**** Source material ****
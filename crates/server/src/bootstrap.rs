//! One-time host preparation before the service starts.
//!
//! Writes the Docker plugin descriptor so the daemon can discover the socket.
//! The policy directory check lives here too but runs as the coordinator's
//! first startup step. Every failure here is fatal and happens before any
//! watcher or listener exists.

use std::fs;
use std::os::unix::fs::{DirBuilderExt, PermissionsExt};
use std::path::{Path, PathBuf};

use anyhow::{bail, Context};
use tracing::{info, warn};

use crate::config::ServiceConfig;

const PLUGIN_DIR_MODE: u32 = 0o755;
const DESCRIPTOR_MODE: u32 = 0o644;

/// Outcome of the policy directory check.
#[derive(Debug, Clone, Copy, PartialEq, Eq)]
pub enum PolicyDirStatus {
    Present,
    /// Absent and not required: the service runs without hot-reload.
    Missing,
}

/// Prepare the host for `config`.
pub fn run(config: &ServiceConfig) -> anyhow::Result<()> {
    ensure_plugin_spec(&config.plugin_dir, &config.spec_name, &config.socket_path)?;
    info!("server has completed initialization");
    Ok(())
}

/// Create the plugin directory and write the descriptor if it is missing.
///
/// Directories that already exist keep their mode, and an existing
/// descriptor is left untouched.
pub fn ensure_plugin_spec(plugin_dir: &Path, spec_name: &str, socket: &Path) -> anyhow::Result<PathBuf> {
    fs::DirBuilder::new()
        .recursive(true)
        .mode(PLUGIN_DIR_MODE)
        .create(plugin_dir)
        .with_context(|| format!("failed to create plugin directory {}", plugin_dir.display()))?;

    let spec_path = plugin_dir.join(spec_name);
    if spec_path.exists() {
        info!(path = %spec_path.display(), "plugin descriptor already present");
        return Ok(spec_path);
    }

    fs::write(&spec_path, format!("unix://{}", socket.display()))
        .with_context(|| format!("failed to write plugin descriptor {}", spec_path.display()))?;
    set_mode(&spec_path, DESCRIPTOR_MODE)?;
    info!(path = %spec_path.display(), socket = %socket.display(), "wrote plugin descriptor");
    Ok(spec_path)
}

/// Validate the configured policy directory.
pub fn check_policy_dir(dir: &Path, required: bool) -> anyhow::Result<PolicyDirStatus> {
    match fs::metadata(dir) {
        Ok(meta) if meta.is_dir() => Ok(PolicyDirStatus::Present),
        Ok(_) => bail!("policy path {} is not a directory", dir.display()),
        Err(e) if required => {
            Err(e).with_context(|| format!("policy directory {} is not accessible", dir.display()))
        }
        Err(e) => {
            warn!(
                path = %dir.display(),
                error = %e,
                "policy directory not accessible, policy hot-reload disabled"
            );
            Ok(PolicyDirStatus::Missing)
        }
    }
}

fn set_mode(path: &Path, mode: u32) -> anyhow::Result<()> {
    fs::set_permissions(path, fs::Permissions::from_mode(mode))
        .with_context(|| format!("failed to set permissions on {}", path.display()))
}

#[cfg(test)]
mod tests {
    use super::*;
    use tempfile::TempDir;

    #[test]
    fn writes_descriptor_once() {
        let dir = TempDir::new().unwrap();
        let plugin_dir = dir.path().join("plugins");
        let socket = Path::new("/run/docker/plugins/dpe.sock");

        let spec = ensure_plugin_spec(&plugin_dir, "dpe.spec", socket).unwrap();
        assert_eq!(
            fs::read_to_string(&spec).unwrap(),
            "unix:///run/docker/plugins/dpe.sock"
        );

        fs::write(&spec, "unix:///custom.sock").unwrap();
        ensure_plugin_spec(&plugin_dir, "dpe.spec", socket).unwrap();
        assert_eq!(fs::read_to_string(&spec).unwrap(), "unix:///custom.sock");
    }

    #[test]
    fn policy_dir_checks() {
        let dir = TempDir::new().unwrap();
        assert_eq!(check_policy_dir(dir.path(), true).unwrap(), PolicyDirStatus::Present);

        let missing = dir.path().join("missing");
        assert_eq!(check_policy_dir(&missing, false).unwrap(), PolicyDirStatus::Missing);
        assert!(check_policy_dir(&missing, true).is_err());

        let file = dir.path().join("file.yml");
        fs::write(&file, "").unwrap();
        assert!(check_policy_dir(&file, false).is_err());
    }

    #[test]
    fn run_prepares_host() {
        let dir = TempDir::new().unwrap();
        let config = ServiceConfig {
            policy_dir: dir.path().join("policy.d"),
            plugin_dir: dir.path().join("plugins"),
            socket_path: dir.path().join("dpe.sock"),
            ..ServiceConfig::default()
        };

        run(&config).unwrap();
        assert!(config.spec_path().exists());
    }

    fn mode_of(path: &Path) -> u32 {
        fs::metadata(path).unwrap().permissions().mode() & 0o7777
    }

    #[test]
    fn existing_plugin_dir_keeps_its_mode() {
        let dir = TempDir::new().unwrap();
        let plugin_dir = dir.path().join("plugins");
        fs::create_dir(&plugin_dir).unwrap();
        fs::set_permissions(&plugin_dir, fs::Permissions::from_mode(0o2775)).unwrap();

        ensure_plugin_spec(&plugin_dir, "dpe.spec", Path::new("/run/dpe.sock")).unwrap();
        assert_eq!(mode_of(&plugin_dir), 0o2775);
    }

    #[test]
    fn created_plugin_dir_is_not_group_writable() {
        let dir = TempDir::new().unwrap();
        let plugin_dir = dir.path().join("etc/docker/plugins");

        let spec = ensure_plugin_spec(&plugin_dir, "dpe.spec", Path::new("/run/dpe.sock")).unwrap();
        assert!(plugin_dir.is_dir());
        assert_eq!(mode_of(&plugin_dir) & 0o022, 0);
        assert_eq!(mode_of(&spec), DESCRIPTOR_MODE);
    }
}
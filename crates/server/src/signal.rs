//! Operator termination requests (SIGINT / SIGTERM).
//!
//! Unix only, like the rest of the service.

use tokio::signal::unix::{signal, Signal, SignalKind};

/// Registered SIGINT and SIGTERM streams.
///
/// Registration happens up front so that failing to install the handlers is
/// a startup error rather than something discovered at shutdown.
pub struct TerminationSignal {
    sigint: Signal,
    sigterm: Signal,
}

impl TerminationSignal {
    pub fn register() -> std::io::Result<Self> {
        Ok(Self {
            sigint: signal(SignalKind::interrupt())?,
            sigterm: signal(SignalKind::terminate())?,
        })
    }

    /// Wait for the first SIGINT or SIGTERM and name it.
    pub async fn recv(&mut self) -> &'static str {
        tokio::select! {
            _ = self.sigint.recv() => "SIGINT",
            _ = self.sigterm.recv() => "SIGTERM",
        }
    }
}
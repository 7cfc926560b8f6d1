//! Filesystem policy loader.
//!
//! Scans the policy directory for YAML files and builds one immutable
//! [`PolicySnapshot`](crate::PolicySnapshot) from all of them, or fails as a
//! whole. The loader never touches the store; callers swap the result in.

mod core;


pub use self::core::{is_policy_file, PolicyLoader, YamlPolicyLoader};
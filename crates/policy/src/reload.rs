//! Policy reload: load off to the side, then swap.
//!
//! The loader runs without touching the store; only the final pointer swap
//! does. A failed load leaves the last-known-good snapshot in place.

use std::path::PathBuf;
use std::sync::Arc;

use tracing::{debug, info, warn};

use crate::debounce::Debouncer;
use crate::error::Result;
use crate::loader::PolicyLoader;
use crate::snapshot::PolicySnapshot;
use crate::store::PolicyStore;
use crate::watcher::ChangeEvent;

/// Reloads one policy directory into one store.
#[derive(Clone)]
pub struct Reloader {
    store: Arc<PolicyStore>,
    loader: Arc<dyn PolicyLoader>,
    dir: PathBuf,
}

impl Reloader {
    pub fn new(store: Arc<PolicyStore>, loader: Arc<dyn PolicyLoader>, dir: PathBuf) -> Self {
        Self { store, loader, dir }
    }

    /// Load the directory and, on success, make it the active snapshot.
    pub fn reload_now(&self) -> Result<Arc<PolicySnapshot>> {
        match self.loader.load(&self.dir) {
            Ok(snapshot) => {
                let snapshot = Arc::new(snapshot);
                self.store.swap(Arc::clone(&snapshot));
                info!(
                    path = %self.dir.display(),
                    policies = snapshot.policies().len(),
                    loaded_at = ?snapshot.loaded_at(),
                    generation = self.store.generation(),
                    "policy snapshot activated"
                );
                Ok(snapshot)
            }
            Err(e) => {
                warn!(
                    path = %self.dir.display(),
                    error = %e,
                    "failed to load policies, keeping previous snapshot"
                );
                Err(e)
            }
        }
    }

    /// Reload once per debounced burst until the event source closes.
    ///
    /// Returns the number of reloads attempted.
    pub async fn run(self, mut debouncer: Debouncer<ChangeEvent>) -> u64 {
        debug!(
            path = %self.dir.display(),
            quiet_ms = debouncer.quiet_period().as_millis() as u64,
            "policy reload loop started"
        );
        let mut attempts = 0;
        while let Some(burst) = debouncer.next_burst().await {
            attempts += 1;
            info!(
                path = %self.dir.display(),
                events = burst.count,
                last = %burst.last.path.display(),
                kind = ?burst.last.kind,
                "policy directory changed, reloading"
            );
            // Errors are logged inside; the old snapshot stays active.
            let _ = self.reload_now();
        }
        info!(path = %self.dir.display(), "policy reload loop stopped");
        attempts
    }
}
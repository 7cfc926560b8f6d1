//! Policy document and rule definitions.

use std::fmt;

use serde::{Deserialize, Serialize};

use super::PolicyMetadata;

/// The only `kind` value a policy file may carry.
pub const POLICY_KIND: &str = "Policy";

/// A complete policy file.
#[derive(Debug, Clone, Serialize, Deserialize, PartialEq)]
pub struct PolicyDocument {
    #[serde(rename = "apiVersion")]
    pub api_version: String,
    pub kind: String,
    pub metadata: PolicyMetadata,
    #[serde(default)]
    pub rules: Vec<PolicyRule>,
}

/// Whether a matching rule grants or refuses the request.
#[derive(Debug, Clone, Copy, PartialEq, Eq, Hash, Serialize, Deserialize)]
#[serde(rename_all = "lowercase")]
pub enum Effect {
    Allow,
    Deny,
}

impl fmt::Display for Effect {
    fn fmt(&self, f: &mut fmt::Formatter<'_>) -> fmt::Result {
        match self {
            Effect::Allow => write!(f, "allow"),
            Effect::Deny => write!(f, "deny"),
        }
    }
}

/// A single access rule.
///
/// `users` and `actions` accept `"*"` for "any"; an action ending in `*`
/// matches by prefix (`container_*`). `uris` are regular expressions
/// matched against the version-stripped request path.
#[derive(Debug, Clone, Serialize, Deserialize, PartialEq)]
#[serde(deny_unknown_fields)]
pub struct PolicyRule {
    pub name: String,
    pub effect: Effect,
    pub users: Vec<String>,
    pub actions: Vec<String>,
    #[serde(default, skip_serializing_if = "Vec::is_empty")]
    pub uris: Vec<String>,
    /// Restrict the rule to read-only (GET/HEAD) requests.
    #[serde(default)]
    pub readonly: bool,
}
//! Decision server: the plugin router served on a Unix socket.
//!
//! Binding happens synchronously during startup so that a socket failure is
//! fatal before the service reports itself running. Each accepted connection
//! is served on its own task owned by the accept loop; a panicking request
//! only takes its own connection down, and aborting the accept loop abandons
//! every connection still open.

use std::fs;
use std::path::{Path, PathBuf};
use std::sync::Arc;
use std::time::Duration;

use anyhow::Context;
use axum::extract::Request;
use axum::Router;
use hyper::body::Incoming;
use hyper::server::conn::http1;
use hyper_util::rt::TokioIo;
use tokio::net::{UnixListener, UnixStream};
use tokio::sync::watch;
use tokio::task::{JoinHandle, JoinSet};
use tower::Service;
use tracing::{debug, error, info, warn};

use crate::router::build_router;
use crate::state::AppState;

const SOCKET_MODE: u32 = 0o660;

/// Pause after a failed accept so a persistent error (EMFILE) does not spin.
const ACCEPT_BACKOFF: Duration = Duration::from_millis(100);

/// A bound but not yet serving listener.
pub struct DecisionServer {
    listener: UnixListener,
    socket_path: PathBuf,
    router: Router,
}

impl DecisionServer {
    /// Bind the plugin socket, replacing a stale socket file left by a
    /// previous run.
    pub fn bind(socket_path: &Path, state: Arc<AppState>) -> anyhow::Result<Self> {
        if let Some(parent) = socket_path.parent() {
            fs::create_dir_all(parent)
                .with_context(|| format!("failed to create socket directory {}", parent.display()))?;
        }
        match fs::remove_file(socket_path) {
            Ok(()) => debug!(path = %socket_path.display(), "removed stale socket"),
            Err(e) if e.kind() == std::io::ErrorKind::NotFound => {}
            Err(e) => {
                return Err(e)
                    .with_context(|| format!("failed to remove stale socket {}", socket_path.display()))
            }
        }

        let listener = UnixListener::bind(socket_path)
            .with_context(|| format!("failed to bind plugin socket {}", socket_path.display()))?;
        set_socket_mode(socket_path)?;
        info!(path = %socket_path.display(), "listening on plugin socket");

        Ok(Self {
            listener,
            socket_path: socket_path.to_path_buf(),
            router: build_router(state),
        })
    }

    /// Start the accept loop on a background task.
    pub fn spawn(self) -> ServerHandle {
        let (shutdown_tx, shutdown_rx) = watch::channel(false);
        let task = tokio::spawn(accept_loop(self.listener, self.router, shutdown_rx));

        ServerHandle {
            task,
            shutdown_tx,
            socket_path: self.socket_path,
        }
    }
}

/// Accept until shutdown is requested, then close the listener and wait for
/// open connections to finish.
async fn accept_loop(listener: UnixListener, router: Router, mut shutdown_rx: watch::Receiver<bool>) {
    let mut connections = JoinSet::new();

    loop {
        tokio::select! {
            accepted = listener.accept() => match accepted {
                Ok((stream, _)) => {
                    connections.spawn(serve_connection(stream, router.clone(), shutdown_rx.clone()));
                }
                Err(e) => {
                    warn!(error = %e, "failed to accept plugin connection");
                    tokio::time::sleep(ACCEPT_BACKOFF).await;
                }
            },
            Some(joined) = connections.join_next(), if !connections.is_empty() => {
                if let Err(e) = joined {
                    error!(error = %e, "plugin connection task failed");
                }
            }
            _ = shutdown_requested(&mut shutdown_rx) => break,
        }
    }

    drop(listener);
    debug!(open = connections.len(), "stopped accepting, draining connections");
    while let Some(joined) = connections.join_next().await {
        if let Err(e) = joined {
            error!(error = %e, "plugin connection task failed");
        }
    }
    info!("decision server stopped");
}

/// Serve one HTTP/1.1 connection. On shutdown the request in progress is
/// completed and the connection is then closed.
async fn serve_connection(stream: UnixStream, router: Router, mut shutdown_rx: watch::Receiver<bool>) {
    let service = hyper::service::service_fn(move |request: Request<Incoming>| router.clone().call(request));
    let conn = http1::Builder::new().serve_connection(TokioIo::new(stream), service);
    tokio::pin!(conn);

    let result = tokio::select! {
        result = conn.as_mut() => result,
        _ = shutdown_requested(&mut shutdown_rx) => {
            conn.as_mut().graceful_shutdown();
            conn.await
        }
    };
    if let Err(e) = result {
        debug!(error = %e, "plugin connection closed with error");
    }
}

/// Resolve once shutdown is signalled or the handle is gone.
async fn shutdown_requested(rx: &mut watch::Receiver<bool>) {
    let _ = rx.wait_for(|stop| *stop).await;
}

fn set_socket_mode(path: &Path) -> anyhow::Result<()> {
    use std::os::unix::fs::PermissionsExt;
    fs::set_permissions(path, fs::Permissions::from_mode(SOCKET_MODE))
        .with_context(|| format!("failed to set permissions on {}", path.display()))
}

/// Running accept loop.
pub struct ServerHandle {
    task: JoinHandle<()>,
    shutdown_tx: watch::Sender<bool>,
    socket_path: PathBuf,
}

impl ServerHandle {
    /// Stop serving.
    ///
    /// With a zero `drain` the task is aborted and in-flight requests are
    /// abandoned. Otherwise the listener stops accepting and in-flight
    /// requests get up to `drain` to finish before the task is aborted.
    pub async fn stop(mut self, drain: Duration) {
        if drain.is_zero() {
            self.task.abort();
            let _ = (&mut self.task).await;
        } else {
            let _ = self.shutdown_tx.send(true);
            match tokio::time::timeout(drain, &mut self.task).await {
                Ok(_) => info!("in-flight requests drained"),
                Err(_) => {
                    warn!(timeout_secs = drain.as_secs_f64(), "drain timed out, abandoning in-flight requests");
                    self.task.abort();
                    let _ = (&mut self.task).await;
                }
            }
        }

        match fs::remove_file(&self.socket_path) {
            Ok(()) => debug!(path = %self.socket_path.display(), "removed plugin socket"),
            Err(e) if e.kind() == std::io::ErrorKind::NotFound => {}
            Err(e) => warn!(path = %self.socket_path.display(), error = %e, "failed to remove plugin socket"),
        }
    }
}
****
Copy every line that contains "ServiceConfig" from the listing above.

use crate::config::ServiceConfig;
pub fn run(config: &ServiceConfig) -> anyhow::Result<()> {
        let config = ServiceConfig {
            ..ServiceConfig::default()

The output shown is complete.